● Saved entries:
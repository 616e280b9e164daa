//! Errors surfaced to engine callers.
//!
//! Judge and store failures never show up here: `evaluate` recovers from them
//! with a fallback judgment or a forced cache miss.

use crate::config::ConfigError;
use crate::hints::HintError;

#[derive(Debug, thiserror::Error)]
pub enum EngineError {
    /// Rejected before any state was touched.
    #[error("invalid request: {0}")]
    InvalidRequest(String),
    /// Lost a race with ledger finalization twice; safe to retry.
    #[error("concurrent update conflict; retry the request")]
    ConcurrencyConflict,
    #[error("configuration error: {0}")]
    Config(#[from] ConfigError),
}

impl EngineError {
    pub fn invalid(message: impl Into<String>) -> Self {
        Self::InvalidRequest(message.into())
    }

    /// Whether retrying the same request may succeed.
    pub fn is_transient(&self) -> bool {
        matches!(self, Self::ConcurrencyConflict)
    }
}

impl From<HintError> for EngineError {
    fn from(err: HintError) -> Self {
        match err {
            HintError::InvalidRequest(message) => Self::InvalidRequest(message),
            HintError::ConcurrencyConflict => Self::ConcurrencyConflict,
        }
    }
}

---

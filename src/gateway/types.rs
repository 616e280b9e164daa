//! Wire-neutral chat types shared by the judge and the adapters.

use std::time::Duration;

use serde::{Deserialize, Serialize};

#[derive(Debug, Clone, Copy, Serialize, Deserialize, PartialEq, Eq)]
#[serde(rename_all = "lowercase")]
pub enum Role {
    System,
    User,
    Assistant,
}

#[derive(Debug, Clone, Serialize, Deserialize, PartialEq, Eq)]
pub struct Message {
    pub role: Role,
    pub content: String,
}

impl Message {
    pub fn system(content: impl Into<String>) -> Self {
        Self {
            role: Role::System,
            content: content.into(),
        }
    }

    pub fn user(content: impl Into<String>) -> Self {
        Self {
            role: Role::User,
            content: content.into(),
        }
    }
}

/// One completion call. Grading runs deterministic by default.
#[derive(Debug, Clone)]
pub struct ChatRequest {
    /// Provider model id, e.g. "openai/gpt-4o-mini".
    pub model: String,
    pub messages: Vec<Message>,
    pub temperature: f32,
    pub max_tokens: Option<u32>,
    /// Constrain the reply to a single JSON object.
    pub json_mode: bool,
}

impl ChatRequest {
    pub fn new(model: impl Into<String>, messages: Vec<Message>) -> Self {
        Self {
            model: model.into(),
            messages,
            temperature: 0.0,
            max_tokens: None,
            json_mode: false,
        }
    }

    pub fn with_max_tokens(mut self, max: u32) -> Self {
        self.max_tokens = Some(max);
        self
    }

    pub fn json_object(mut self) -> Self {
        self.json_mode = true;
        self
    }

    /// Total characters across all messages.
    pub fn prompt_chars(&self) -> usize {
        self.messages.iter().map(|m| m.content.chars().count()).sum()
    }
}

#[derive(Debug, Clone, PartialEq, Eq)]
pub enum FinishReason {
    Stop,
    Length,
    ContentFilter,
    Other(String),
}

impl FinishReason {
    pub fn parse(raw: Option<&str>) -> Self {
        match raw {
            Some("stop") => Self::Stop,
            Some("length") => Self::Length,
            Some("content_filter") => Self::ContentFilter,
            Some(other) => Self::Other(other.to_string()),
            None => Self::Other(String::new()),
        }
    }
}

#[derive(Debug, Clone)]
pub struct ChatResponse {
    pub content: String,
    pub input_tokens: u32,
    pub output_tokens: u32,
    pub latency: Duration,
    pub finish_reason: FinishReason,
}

● What the exercise asks:
Would you retype exactly the lines above, from the line with "use crate::hints::HintError;" to the line with "update conflict; retry", with both end lines kept and nothing more?

● Solution to the exercise:
use crate::hints::HintError;

#[derive(Debug, thiserror::Error)]
pub enum EngineError {
    /// Rejected before any state was touched.
    #[error("invalid request: {0}")]
    InvalidRequest(String),
    /// Lost a race with ledger finalization twice; safe to retry.
    #[error("concurrent update conflict; retry the request")]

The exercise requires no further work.